═══ Material for the task ═══

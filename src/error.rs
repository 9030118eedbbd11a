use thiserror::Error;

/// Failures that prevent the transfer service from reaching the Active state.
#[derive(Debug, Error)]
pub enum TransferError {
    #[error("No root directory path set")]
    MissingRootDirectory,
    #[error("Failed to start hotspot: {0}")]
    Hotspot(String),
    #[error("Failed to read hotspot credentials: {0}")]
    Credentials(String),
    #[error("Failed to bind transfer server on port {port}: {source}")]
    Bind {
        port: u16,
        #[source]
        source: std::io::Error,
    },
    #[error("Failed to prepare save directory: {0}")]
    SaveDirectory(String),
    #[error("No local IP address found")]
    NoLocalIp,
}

═══

> [Exercise brief] After finding the line that contains "the Active state." in the records above, copy that line and each one after it exactly, through the final line.

> [Task response]
/// Failures that prevent the transfer service from reaching the Active state.
#[derive(Debug, Error)]
pub enum TransferError {
    #[error("No root directory path set")]
    MissingRootDirectory,
    #[error("Failed to start hotspot: {0}")]
    Hotspot(String),
    #[error("Failed to read hotspot credentials: {0}")]
    Credentials(String),
    #[error("Failed to bind transfer server on port {port}: {source}")]
    Bind {
        port: u16,
        #[source]
        source: std::io::Error,
    },
    #[error("Failed to prepare save directory: {0}")]
    SaveDirectory(String),
    #[error("No local IP address found")]
    NoLocalIp,
}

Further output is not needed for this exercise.